--- START ---
use std::fmt;
use std::str::FromStr;

use crate::error::WireError;
use crate::header::Version;
use crate::syncsafe::array_at;

/// Size of the fixed frame header: id(4) + size(4) + flags(2).
pub const FRAME_HEADER_SIZE: usize = 10;

const fn is_id_byte(b: u8) -> bool {
    b.is_ascii_uppercase() || b.is_ascii_digit()
}

/// `A-Z0-9` in the first three bytes, and the same or a zero byte in the
/// last. The zero is tolerated because some taggers upgrade v2.2 ids
/// ("COM") to v2.3 by padding them instead of mapping them ("COMM").
const fn is_valid_id(bytes: [u8; 4]) -> bool {
    is_id_byte(bytes[0])
        && is_id_byte(bytes[1])
        && is_id_byte(bytes[2])
        && (is_id_byte(bytes[3]) || bytes[3] == 0)
}

/// A four-byte frame identifier such as `TIT2` or `COMM`.
#[derive(Clone, Copy, PartialEq, Eq, Hash, PartialOrd, Ord)]
pub struct FrameId([u8; 4]);

impl FrameId {
    /// Build an identifier from known-good bytes.
    ///
    /// # Panics
    ///
    /// Panics if `bytes` is not a valid identifier. In a `const` context
    /// this is a compile error.
    #[must_use]
    pub const fn new(bytes: [u8; 4]) -> Self {
        assert!(is_valid_id(bytes), "invalid frame id");
        Self(bytes)
    }

    /// Classify the identifier bytes at the start of a frame header.
    ///
    /// Returns `Ok(None)` for four zero bytes, which mark the start of
    /// padding rather than a frame.
    ///
    /// # Errors
    ///
    /// [`WireError::InvalidFrameId`] for anything else outside `A-Z0-9`.
    pub fn parse(bytes: [u8; 4]) -> Result<Option<Self>, WireError> {
        if is_valid_id(bytes) {
            return Ok(Some(Self(bytes)));
        }

        if bytes == [0; 4] {
            return Ok(None);
        }

        Err(WireError::InvalidFrameId { found: bytes })
    }

    #[must_use]
    pub fn as_bytes(&self) -> &[u8; 4] {
        &self.0
    }

    /// Whether this is a padded three-character v2.2 identifier.
    #[must_use]
    pub fn is_legacy(self) -> bool {
        self.0[3] == 0
    }

    /// The identifier as text, without the legacy trailing zero.
    #[must_use]
    pub fn as_str(&self) -> &str {
        let len = if self.is_legacy() { 3 } else { 4 };
        // Valid ids are ASCII by construction.
        std::str::from_utf8(&self.0[..len]).unwrap_or_default()
    }
}

impl fmt::Display for FrameId {
    fn fmt(&self, f: &mut fmt::Formatter<'_>) -> fmt::Result {
        f.write_str(self.as_str())
    }
}

impl fmt::Debug for FrameId {
    fn fmt(&self, f: &mut fmt::Formatter<'_>) -> fmt::Result {
        f.debug_tuple("FrameId").field(&self.as_str()).finish()
    }
}

/// Error returned when parsing a [`FrameId`] from text.
#[derive(Debug, thiserror::Error)]
#[error("frame id must be 3 or 4 characters of A-Z or 0-9, got {0:?}")]
pub struct ParseFrameIdError(String);

impl FromStr for FrameId {
    type Err = ParseFrameIdError;

    /// Accepts `TIT2`, and `COM` as shorthand for the padded legacy form.
    fn from_str(s: &str) -> Result<Self, Self::Err> {
        let mut bytes = [0u8; 4];
        match s.len() {
            3 | 4 => bytes[..s.len()].copy_from_slice(s.as_bytes()),
            _ => return Err(ParseFrameIdError(s.to_string())),
        }

        match Self::parse(bytes) {
            Ok(Some(id)) => Ok(id),
            _ => Err(ParseFrameIdError(s.to_string())),
        }
    }
}

/// Frame-level flags, two bytes after the frame size.
///
/// The bit assignments differ between v2.3 and v2.4, so the constants are
/// prefixed with the version they belong to. Interpreting a flag always
/// needs the [`Version`] the frame was read under.
///
/// ```text
///   bit   v2.3                  v2.4
///   15    tag alter preserv.    -
///   14    file alter preserv.   tag alter preserv.
///   13    read only             file alter preserv.
///   12    -                     read only
///    7    compression           -
///    6    encryption            grouping identity
///    5    grouping identity     -
///    3    -                     compression
///    2    -                     encryption
///    1    -                     unsynchronisation
///    0    -                     data length indicator
/// ```
///
/// The low byte holds the "format" flags. Any of those change how the
/// payload must be read, so text decoding refuses frames that set them.
#[derive(Clone, Copy, Debug, Default, PartialEq, Eq, Hash)]
pub struct FrameFlags(u16);

impl FrameFlags {
    pub const NONE: Self = Self(0);

    pub const V24_TAG_ALTER_PRESERVATION: Self = Self(1 << 14);
    pub const V24_FILE_ALTER_PRESERVATION: Self = Self(1 << 13);
    pub const V24_READ_ONLY: Self = Self(1 << 12);
    pub const V24_GROUPING_IDENTITY: Self = Self(1 << 6);
    pub const V24_COMPRESSION: Self = Self(1 << 3);
    pub const V24_ENCRYPTION: Self = Self(1 << 2);
    pub const V24_UNSYNCHRONISATION: Self = Self(1 << 1);
    pub const V24_DATA_LENGTH_INDICATOR: Self = Self(1);

    pub const V23_TAG_ALTER_PRESERVATION: Self = Self(1 << 15);
    pub const V23_FILE_ALTER_PRESERVATION: Self = Self(1 << 14);
    pub const V23_READ_ONLY: Self = Self(1 << 13);
    pub const V23_COMPRESSION: Self = Self(1 << 7);
    pub const V23_ENCRYPTION: Self = Self(1 << 6);
    pub const V23_GROUPING_IDENTITY: Self = Self(1 << 5);

    /// Flags that alter the payload encoding.
    pub const ENCODING_MASK: Self = Self(0x00FF);

    pub fn from_raw(raw: u16) -> Self {
        Self(raw)
    }

    pub fn raw(self) -> u16 {
        self.0
    }

    pub fn contains(self, other: Self) -> bool {
        self.0 & other.0 == other.0
    }

    #[must_use]
    pub fn without(self, other: Self) -> Self {
        Self(self.0 & !other.0)
    }

    /// Bits set in the payload-encoding byte.
    pub fn encoding_bits(self) -> u16 {
        self.0 & Self::ENCODING_MASK.0
    }

    /// Whether this frame's payload carries its own unsynchronisation.
    /// Only v2.4 defines a per-frame flag for it.
    pub fn is_unsynchronised(self, version: Version) -> bool {
        version == Version::V24 && self.contains(Self::V24_UNSYNCHRONISATION)
    }

    /// Names of the set flags under `version`, high bit first. Bits with
    /// no meaning in that version are not listed.
    pub fn names(self, version: Version) -> impl Iterator<Item = &'static str> {
        let table: &'static [(Self, &'static str)] = match version {
            Version::V24 => &[
                (Self::V24_TAG_ALTER_PRESERVATION, "tag-alter-preservation"),
                (Self::V24_FILE_ALTER_PRESERVATION, "file-alter-preservation"),
                (Self::V24_READ_ONLY, "read-only"),
                (Self::V24_GROUPING_IDENTITY, "grouping-identity"),
                (Self::V24_COMPRESSION, "compression"),
                (Self::V24_ENCRYPTION, "encryption"),
                (Self::V24_UNSYNCHRONISATION, "unsynchronisation"),
                (Self::V24_DATA_LENGTH_INDICATOR, "data-length-indicator"),
            ],
            Version::V23 => &[
                (Self::V23_TAG_ALTER_PRESERVATION, "tag-alter-preservation"),
                (Self::V23_FILE_ALTER_PRESERVATION, "file-alter-preservation"),
                (Self::V23_READ_ONLY, "read-only"),
                (Self::V23_COMPRESSION, "compression"),
                (Self::V23_ENCRYPTION, "encryption"),
                (Self::V23_GROUPING_IDENTITY, "grouping-identity"),
            ],
        };

        table
            .iter()
            .filter(move |(flag, _)| self.contains(*flag))
            .map(|&(_, name)| name)
    }
}

/// Frame header preceding every frame payload.
///
/// ```text
/// ┌──────────────────────────────────────────────────┐
/// │ id      (4 bytes, A-Z0-9)                        │
/// │ size    (4 bytes, syncsafe in v2.4, plain in 2.3)│
/// │ flags   (2 bytes, big-endian)                    │
/// │ payload [size bytes]                             │
/// └──────────────────────────────────────────────────┘
/// ```
#[derive(Clone, Copy, Debug, PartialEq, Eq)]
pub struct FrameHeader {
    pub id: FrameId,
    /// Payload length as declared, before any unsynchronisation is undone.
    pub size: u32,
    pub flags: FrameFlags,
}

impl FrameHeader {
    /// Read the frame header at the start of `buf`, which holds the rest
    /// of the tag body.
    ///
    /// # Returns
    ///
    /// `Some(header)` for a frame whose payload fits in `buf`, or `None`
    /// if the id is all zeroes (padding starts here).
    ///
    /// # Errors
    ///
    /// - [`WireError::UnexpectedEof`] if `buf` is shorter than 10 bytes.
    /// - [`WireError::InvalidFrameId`] for ids outside `A-Z0-9`.
    /// - [`WireError::InvalidFrameSize`] for a malformed v2.4 size.
    /// - [`WireError::FrameSizeExceedsTag`] if the payload runs past `buf`.
    pub fn read_from(buf: &[u8], version: Version) -> Result<Option<Self>, WireError> {
        let Some(id) = FrameId::parse(array_at(buf, 0)?)? else {
            return Ok(None);
        };

        let size = version
            .decode_size(array_at(buf, 4)?)
            .ok_or(WireError::InvalidFrameSize)?;

        let flags = FrameFlags::from_raw(u16::from_be_bytes(array_at(buf, 8)?));

        if (buf.len() as u64) < FRAME_HEADER_SIZE as u64 + u64::from(size) {
            return Err(WireError::FrameSizeExceedsTag {
                size,
                remaining: buf.len(),
            });
        }

        Ok(Some(Self { id, size, flags }))
    }

    /// Bytes occupied on the wire: header plus declared payload.
    #[must_use]
    pub fn frame_len(&self) -> usize {
        FRAME_HEADER_SIZE + self.size as usize
    }
}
--- END ---
• **EXERCISE AIM**
Retype, exactly as written, each line from the one that has "the tag body." to the bottom of the entries above, and include both of those lines.

• **COMPLETED TASK**
    /// of the tag body.
    ///
    /// # Returns
    ///
    /// `Some(header)` for a frame whose payload fits in `buf`, or `None`
    /// if the id is all zeroes (padding starts here).
    ///
    /// # Errors
    ///
    /// - [`WireError::UnexpectedEof`] if `buf` is shorter than 10 bytes.
    /// - [`WireError::InvalidFrameId`] for ids outside `A-Z0-9`.
    /// - [`WireError::InvalidFrameSize`] for a malformed v2.4 size.
    /// - [`WireError::FrameSizeExceedsTag`] if the payload runs past `buf`.
    pub fn read_from(buf: &[u8], version: Version) -> Result<Option<Self>, WireError> {
        let Some(id) = FrameId::parse(array_at(buf, 0)?)? else {
            return Ok(None);
        };

        let size = version
            .decode_size(array_at(buf, 4)?)
            .ok_or(WireError::InvalidFrameSize)?;

        let flags = FrameFlags::from_raw(u16::from_be_bytes(array_at(buf, 8)?));

        if (buf.len() as u64) < FRAME_HEADER_SIZE as u64 + u64::from(size) {
            return Err(WireError::FrameSizeExceedsTag {
                size,
                remaining: buf.len(),
            });
        }

        Ok(Some(Self { id, size, flags }))
    }

    /// Bytes occupied on the wire: header plus declared payload.
    #[must_use]
    pub fn frame_len(&self) -> usize {
        FRAME_HEADER_SIZE + self.size as usize
    }
}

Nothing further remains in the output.